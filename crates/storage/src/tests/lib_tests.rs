use super::*;
use chrono::Duration;

fn pending_at(id: &str, conversation: i64, text: &str, at: DateTime<Utc>) -> PendingMessage {
    PendingMessage {
        id: id.to_string(),
        conversation_id: ConversationId(conversation),
        message_text: text.to_string(),
        created_at: at,
        status: PendingStatus::Pending,
        parent_message_id: None,
    }
}

#[tokio::test]
async fn health_check_succeeds_for_live_pool() {
    let storage = Storage::new("sqlite::memory:").await.expect("db");
    storage.health_check().await.expect("health check");
}

#[tokio::test]
async fn creates_database_file_with_wal_journal() {
    let dir = tempfile::tempdir().expect("tempdir");
    let db_path = dir.path().join("nested").join("outbox.db");
    let database_url = format!("sqlite://{}", db_path.to_string_lossy().replace('\\', "/"));

    let storage = Storage::new(&database_url).await.expect("db");
    assert_eq!(storage.journal_mode().await.expect("journal mode"), "wal");
    drop(storage);

    assert!(
        db_path.exists(),
        "database file should exist: {}",
        db_path.display()
    );
}

#[tokio::test]
async fn lists_pending_messages_oldest_first() {
    let storage = Storage::new("sqlite::memory:").await.expect("db");
    let now = Utc::now();

    storage
        .insert_pending_message(&pending_at("late", 1, "third", now + Duration::seconds(2)))
        .await
        .expect("insert");
    storage
        .insert_pending_message(&pending_at("early", 1, "first", now))
        .await
        .expect("insert");
    storage
        .insert_pending_message(&pending_at("middle", 2, "second", now + Duration::seconds(1)))
        .await
        .expect("insert");

    let ids: Vec<String> = storage
        .list_pending_messages()
        .await
        .expect("list")
        .into_iter()
        .map(|message| message.id)
        .collect();
    assert_eq!(ids, vec!["early", "middle", "late"]);
}

#[tokio::test]
async fn equal_timestamps_keep_insertion_order() {
    let storage = Storage::new("sqlite::memory:").await.expect("db");
    let now = Utc::now();
    for id in ["b", "a", "c"] {
        storage
            .insert_pending_message(&pending_at(id, 1, id, now))
            .await
            .expect("insert");
    }

    let ids: Vec<String> = storage
        .list_pending_messages()
        .await
        .expect("list")
        .into_iter()
        .map(|message| message.id)
        .collect();
    assert_eq!(ids, vec!["b", "a", "c"]);
}

#[tokio::test]
async fn duplicate_client_id_is_rejected() {
    let storage = Storage::new("sqlite::memory:").await.expect("db");
    let message = pending_at("c1", 5, "hi", Utc::now());
    storage
        .insert_pending_message(&message)
        .await
        .expect("first insert");

    let err = storage
        .insert_pending_message(&message)
        .await
        .expect_err("primary key must reject duplicates");
    assert!(err.to_string().contains("c1"));
    assert_eq!(storage.count_pending_messages().await.expect("count"), 1);
}

#[tokio::test]
async fn round_trips_all_columns() {
    let storage = Storage::new("sqlite::memory:").await.expect("db");
    let mut message = pending_at("reply", 9, "re: hello", Utc::now());
    message.parent_message_id = Some(MessageId(77));
    storage
        .insert_pending_message(&message)
        .await
        .expect("insert");

    let loaded = storage
        .load_pending_message("reply")
        .await
        .expect("load")
        .expect("row present");
    assert_eq!(loaded.conversation_id, ConversationId(9));
    assert_eq!(loaded.message_text, "re: hello");
    assert_eq!(loaded.parent_message_id, Some(MessageId(77)));
    assert_eq!(loaded.status, PendingStatus::Pending);
    assert_eq!(
        loaded.created_at.timestamp_micros(),
        message.created_at.timestamp_micros()
    );
}

#[tokio::test]
async fn marks_failed_and_deletes() {
    let storage = Storage::new("sqlite::memory:").await.expect("db");
    storage
        .insert_pending_message(&pending_at("c1", 5, "hi", Utc::now()))
        .await
        .expect("insert");

    assert!(storage
        .mark_pending_message_failed("c1")
        .await
        .expect("mark failed"));
    let loaded = storage
        .load_pending_message("c1")
        .await
        .expect("load")
        .expect("row present");
    assert_eq!(loaded.status, PendingStatus::Failed);

    assert!(storage.delete_pending_message("c1").await.expect("delete"));
    assert!(!storage.delete_pending_message("c1").await.expect("delete"));
    assert!(!storage
        .mark_pending_message_failed("c1")
        .await
        .expect("mark missing"));
    assert_eq!(storage.count_pending_messages().await.expect("count"), 0);
}

#[test]
fn memory_urls_have_no_file_path() {
    assert_eq!(sqlite_path("sqlite::memory:"), None);
    assert_eq!(
        sqlite_path("sqlite://./data/outbox.db?mode=rwc"),
        Some(PathBuf::from("./data/outbox.db"))
    );
}
use super::*;
use crate::{event_bus::EventBus, router::Topic};
use axum::{
    extract::{
        ws::{Message as ServerMessage, WebSocket, WebSocketUpgrade},
        State,
    },
    http::HeaderMap,
    response::Response,
    routing::get,
    Router,
};
use chrono::Duration as ChronoDuration;
use jsonwebtoken::{encode, EncodingKey, Header};
use shared::protocol::TopicPayload;
use std::{
    future::Future,
    sync::{
        atomic::{AtomicUsize, Ordering},
        Arc, Mutex,
    },
};
use tokio::net::TcpListener;

#[derive(Clone, Copy, Default, PartialEq, Eq)]
enum Script {
    /// Stay silent and keep the socket open.
    #[default]
    Idle,
    /// Push a new-message frame in reply to each SUBSCRIBE.
    PushOnSubscribe,
    /// Close the first socket right after its first SUBSCRIBE.
    DropFirstAfterSubscribe,
    /// Reply to each SUBSCRIBE with two frames in a single text message.
    PushBatchOnSubscribe,
}

#[derive(Clone, Default)]
struct WsServerState {
    script: Script,
    connections: Arc<AtomicUsize>,
    auth_headers: Arc<Mutex<Vec<String>>>,
    /// (connection index, raw frame text)
    frames: Arc<Mutex<Vec<(usize, String)>>>,
    close_codes: Arc<Mutex<Vec<u16>>>,
}

impl WsServerState {
    fn frames_starting_with(&self, prefix: &str) -> Vec<(usize, String)> {
        self.frames
            .lock()
            .expect("lock")
            .iter()
            .filter(|(_, frame)| frame.starts_with(prefix))
            .cloned()
            .collect()
    }
}

const PUSHED_MESSAGE: &str = "MESSAGE\ndestination:/user/queue/message.received\ncontent-type:application/json\n\n{\"id\":42,\"conversationId\":7,\"senderId\":2,\"messageText\":\"pushed\",\"createdAt\":\"2026-03-01T10:00:00Z\"}\0";

const SECOND_PUSHED_MESSAGE: &str = "MESSAGE\ndestination:/user/queue/message.received\n\n{\"id\":43,\"conversationId\":7,\"senderId\":3,\"messageText\":\"batched\",\"createdAt\":\"2026-03-01T10:00:01Z\"}\0";

async fn ws_handler(
    ws: WebSocketUpgrade,
    headers: HeaderMap,
    State(state): State<WsServerState>,
) -> Response {
    if let Some(auth) = headers.get("authorization").and_then(|v| v.to_str().ok()) {
        state.auth_headers.lock().expect("lock").push(auth.to_string());
    }
    let index = state.connections.fetch_add(1, Ordering::SeqCst);
    ws.on_upgrade(move |socket| serve_socket(socket, state, index))
}

async fn serve_socket(mut socket: WebSocket, state: WsServerState, index: usize) {
    while let Some(Ok(message)) = socket.recv().await {
        match message {
            ServerMessage::Text(text) => {
                let is_subscribe = text.starts_with("SUBSCRIBE");
                state.frames.lock().expect("lock").push((index, text));
                if !is_subscribe {
                    continue;
                }
                match state.script {
                    Script::PushOnSubscribe => {
                        let _ = socket
                            .send(ServerMessage::Text(PUSHED_MESSAGE.to_string()))
                            .await;
                    }
                    Script::PushBatchOnSubscribe => {
                        let batch = format!("{PUSHED_MESSAGE}\n{SECOND_PUSHED_MESSAGE}");
                        let _ = socket.send(ServerMessage::Text(batch)).await;
                    }
                    Script::DropFirstAfterSubscribe if index == 0 => {
                        let _ = socket.send(ServerMessage::Close(None)).await;
                        return;
                    }
                    _ => {}
                }
            }
            ServerMessage::Close(frame) => {
                if let Some(frame) = frame {
                    state.close_codes.lock().expect("lock").push(frame.code);
                }
                return;
            }
            _ => {}
        }
    }
}

async fn spawn_ws_server(script: Script) -> (String, WsServerState) {
    let listener = TcpListener::bind("127.0.0.1:0").await.expect("bind");
    let addr = listener.local_addr().expect("addr");
    let state = WsServerState {
        script,
        ..WsServerState::default()
    };
    let app = Router::new()
        .route("/ws", get(ws_handler))
        .with_state(state.clone());
    tokio::spawn(async move {
        let _ = axum::serve(listener, app).await;
    });
    (format!("ws://{addr}/ws"), state)
}

#[derive(serde::Serialize)]
struct Claims {
    sub: String,
    exp: i64,
}

fn token_valid_for(valid_for: ChronoDuration) -> String {
    encode(
        &Header::default(),
        &Claims {
            sub: "user-1".to_string(),
            exp: (Utc::now() + valid_for).timestamp(),
        },
        &EncodingKey::from_secret(b"server-only-secret"),
    )
    .expect("encode token")
}

fn fast_config(ws_url: String) -> ConnectionConfig {
    ConnectionConfig {
        reconnect: ReconnectPolicy {
            base_delay: Duration::from_millis(20),
            max_delay: Duration::from_millis(100),
            max_attempts: 3,
        },
        ..ConnectionConfig::new(ws_url, "device-1")
    }
}

async fn within<T>(what: &str, fut: impl Future<Output = T>) -> T {
    tokio::time::timeout(Duration::from_secs(5), fut)
        .await
        .unwrap_or_else(|_| panic!("timed out waiting for {what}"))
}

async fn wait_until(what: &str, mut check: impl FnMut() -> bool) {
    within(what, async {
        while !check() {
            tokio::time::sleep(Duration::from_millis(10)).await;
        }
    })
    .await;
}

async fn wait_for_status(handle: &ConnectionHandle, status: ConnectionStatus) -> ConnectionSnapshot {
    let mut rx = handle.watch_state();
    within("connection status", async {
        rx.wait_for(|snapshot| snapshot.status == status)
            .await
            .expect("connection task alive")
            .clone()
    })
    .await
}
use super::*;
use std::sync::Mutex;

#[test]
fn delivers_in_registration_order() {
    let bus = EventBus::new();
    let seen = Arc::new(Mutex::new(Vec::new()));

    for name in ["messages", "presence", "conversations"] {
        let seen = Arc::clone(&seen);
        bus.subscribe(move |_| seen.lock().expect("lock").push(name));
    }

    bus.emit(BusEvent::ConversationListInvalidated);
    assert_eq!(
        *seen.lock().expect("lock"),
        vec!["messages", "presence", "conversations"]
    );
}

#[test]
fn unsubscribed_observer_stops_receiving() {
    let bus = EventBus::new();
    let count = Arc::new(Mutex::new(0));
    let id = {
        let count = Arc::clone(&count);
        bus.subscribe(move |_| *count.lock().expect("lock") += 1)
    };

    bus.emit(BusEvent::AuthenticationRequired);
    assert!(bus.unsubscribe(id));
    assert!(!bus.unsubscribe(id));
    bus.emit(BusEvent::AuthenticationRequired);

    assert_eq!(*count.lock().expect("lock"), 1);
    assert_eq!(bus.observer_count(), 0);
}

#[test]
fn observer_may_subscribe_during_emit_without_deadlock() {
    let bus = EventBus::new();
    let inner_bus = bus.clone();
    bus.subscribe(move |_| {
        inner_bus.subscribe(|_| {});
    });

    bus.emit(BusEvent::ConversationListInvalidated);
    assert_eq!(bus.observer_count(), 2);
}

#[tokio::test]
async fn channel_preserves_emission_order() {
    let bus = EventBus::new();
    let (_id, mut rx) = bus.channel();

    bus.emit(BusEvent::AuthenticationRequired);
    bus.emit(BusEvent::ConversationListInvalidated);

    assert_eq!(rx.recv().await, Some(BusEvent::AuthenticationRequired));
    assert_eq!(rx.recv().await, Some(BusEvent::ConversationListInvalidated));
}
use std::{path::PathBuf, sync::Arc};

use anyhow::{Context, Result};
use clap::{Parser, Subcommand};
use client_core::{
    destinations, BusEvent, ChatApi, ConnectionHandle, Credentials, EventBus, HttpChatApi,
    MessageWindow, OfflineOutbox, SendOutcome, Settings, Topic, TopicRouter,
};
use shared::{domain::ConversationId, protocol::TopicPayload};
use storage::{PendingMessageStore, Storage};
use tokio::io::{AsyncBufReadExt, BufReader};
use tracing::{info, warn};
use tracing_subscriber::EnvFilter;

#[derive(Parser, Debug)]
struct Cli {
    /// Defaults to ./client.toml when present.
    #[arg(long)]
    config: Option<PathBuf>,
    /// Bearer token; falls back to APP__ACCESS_TOKEN.
    #[arg(long)]
    token: Option<String>,
    #[command(subcommand)]
    command: Command,
}

#[derive(Subcommand, Debug)]
enum Command {
    /// Connect, follow one conversation and send stdin lines to it.
    Chat { conversation_id: i64 },
    /// List messages waiting in the offline queue.
    Pending,
    /// Deliver the offline queue once and exit.
    Sync,
}

/// Stdin prefix that swaps in a new access token without restarting.
const TOKEN_COMMAND: &str = "/token ";

fn access_token(cli: &Cli) -> Result<String> {
    cli.token
        .clone()
        .or_else(|| std::env::var("APP__ACCESS_TOKEN").ok())
        .context("no access token; pass --token or set APP__ACCESS_TOKEN")
}

#[tokio::main]
async fn main() -> Result<()> {
    tracing_subscriber::fmt()
        .with_env_filter(EnvFilter::try_from_default_env().unwrap_or_else(|_| EnvFilter::new("info")))
        .init();
    let cli = Cli::parse();
    let settings = Settings::load(cli.config.as_deref())?;
    let store = Arc::new(Storage::new(&settings.database_url).await?);

    match cli.command {
        Command::Pending => {
            for pending in store.list_pending_messages().await? {
                println!(
                    "{} conversation={} status={} {:?}",
                    pending.id,
                    pending.conversation_id,
                    pending.status.as_str(),
                    pending.message_text
                );
            }
        }
        Command::Sync => {
            let api = Arc::new(HttpChatApi::new(&settings.server_url, access_token(&cli)?));
            let outbox = OfflineOutbox::new(store, api, EventBus::new());
            let report = outbox.sync().await?;
            println!(
                "attempted={} sent={} failed={}",
                report.attempted, report.sent, report.failed
            );
        }
        Command::Chat { conversation_id } => {
            let token = access_token(&cli)?;
            run_chat(settings, store, token, ConversationId(conversation_id)).await?;
        }
    }
    Ok(())
}

async fn run_chat(
    settings: Settings,
    store: Arc<Storage>,
    token: String,
    conversation_id: ConversationId,
) -> Result<()> {
    let bus = EventBus::new();
    let http_api = Arc::new(HttpChatApi::new(&settings.server_url, token.clone()));
    let api: Arc<dyn ChatApi> = http_api.clone();
    let outbox = Arc::new(OfflineOutbox::new(store, api.clone(), bus.clone()));
    let connection =
        ConnectionHandle::spawn(settings.connection_config(), TopicRouter::new(bus.clone()));
    let (_observer, mut events) = bus.channel();

    for topic in Topic::ALL {
        connection
            .subscribe(&destinations::user_queue(topic), settings.device_type)
            .await?;
    }
    let sync_task = outbox.spawn_sync_on_reconnect(connection.watch_state());
    connection.connect(Credentials::bearer(token)).await?;

    let mut window = MessageWindow::new(conversation_id, api, settings.page_size);
    match window.load_latest().await {
        Ok(()) => {
            for message in window.messages().collect::<Vec<_>>().into_iter().rev() {
                println!("[{}] {}: {}", message.id, message.sender_id, message.message_text);
            }
        }
        Err(err) => warn!(error = %err, "history unavailable, showing live messages only"),
    }

    let mut lines = BufReader::new(tokio::io::stdin()).lines();
    loop {
        tokio::select! {
            line = lines.next_line() => {
                let Some(line) = line? else { break };
                let text = line.trim();
                if text.is_empty() {
                    continue;
                }
                if let Some(fresh) = text.strip_prefix(TOKEN_COMMAND) {
                    let fresh = fresh.trim().to_string();
                    http_api.set_access_token(fresh.clone()).await;
                    match connection.connect(Credentials::bearer(fresh)).await {
                        Ok(()) => info!("access token replaced"),
                        Err(err) => warn!(error = %err, "replacement token rejected"),
                    }
                    continue;
                }
                let online = connection.snapshot().is_connected();
                match outbox.send_or_enqueue(conversation_id, text, None, online).await? {
                    SendOutcome::Sent(message) => info!(message_id = message.id.0, "sent"),
                    SendOutcome::Queued(pending) => info!(client_id = %pending.id, "queued for later"),
                }
            }
            Some(event) = events.recv() => {
                if window.apply_event(&event) {
                    if let BusEvent::Topic(TopicPayload::NewMessage(message)) = &event {
                        println!("[{}] {}: {}", message.id, message.sender_id, message.message_text);
                    }
                }
                match event {
                    BusEvent::ConnectionStatusChanged(status) => info!(?status, "connection"),
                    BusEvent::AuthenticationRequired => {
                        warn!("access token expired; enter `{TOKEN_COMMAND}<jwt>` to continue");
                    }
                    _ => {}
                }
            }
            _ = tokio::signal::ctrl_c() => break,
        }
    }

    connection.disconnect(true).await?;
    sync_task.abort();
    Ok(())
}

TO DO » Above are the entries. Copy exactly the part that opens with the line containing "async fn wait_until(what: &str, mut" and closes with the line containing "let mut rx = handle.watch_state();", and no more.

RESULT »
async fn wait_until(what: &str, mut check: impl FnMut() -> bool) {
    within(what, async {
        while !check() {
            tokio::time::sleep(Duration::from_millis(10)).await;
        }
    })
    .await;
}

async fn wait_for_status(handle: &ConnectionHandle, status: ConnectionStatus) -> ConnectionSnapshot {
    let mut rx = handle.watch_state();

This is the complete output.